Produce a copy of every line in the records that holds the string "authentication".
====
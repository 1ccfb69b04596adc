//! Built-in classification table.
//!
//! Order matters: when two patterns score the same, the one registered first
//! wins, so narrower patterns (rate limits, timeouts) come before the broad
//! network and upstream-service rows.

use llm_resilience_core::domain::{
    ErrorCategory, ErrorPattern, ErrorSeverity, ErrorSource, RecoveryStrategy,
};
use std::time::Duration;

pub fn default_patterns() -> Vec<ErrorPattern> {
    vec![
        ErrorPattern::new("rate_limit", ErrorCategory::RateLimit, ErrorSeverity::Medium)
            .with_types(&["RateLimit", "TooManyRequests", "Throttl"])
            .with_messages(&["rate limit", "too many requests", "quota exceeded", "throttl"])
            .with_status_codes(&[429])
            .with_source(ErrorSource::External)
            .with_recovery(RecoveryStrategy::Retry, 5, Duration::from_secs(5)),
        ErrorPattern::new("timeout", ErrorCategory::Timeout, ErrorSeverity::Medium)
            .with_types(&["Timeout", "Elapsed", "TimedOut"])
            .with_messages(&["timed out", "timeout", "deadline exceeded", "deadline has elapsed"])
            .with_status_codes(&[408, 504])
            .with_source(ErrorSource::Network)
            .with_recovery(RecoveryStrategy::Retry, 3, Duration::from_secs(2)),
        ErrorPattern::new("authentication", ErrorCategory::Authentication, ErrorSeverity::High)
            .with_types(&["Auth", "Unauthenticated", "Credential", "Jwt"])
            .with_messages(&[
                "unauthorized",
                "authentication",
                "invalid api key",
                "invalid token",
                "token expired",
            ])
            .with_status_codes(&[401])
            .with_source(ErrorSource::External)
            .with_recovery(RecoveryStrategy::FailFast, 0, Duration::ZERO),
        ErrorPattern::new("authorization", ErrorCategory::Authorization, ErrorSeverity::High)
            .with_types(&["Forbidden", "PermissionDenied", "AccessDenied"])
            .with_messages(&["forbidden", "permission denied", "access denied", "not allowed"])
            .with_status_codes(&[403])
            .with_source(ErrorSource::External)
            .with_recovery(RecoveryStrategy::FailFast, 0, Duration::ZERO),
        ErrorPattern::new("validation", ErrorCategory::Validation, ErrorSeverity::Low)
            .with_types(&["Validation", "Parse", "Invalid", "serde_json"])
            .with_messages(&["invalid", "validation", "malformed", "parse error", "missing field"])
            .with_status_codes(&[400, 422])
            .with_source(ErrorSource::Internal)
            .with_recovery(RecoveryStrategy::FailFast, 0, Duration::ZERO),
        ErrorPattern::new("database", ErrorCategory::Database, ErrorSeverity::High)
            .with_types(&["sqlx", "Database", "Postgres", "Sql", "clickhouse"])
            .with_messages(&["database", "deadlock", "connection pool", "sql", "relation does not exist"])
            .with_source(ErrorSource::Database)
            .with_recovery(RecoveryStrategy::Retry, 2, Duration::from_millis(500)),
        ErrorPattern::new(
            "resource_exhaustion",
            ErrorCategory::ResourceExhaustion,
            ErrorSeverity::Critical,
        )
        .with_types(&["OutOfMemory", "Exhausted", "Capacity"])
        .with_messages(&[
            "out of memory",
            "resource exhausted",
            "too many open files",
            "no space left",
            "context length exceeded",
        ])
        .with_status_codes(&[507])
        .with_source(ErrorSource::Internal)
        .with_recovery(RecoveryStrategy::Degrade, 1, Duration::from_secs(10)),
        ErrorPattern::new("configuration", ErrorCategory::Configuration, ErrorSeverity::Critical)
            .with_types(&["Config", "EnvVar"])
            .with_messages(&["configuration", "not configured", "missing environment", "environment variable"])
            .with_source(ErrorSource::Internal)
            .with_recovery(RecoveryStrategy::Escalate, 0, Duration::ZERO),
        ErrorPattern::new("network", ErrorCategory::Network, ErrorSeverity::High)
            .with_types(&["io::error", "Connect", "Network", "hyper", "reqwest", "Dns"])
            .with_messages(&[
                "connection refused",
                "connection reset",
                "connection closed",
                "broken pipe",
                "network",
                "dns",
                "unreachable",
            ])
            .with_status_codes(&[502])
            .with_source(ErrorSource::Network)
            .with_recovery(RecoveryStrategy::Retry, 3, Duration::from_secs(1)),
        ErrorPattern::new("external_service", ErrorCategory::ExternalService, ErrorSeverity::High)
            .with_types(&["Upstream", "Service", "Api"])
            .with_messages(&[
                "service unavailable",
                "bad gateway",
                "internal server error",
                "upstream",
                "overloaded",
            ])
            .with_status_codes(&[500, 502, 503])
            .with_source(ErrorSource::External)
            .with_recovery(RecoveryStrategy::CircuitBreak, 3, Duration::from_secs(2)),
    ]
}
====
* **Expected answer**:
        ErrorPattern::new("authentication", ErrorCategory::Authentication, ErrorSeverity::High)
                "authentication",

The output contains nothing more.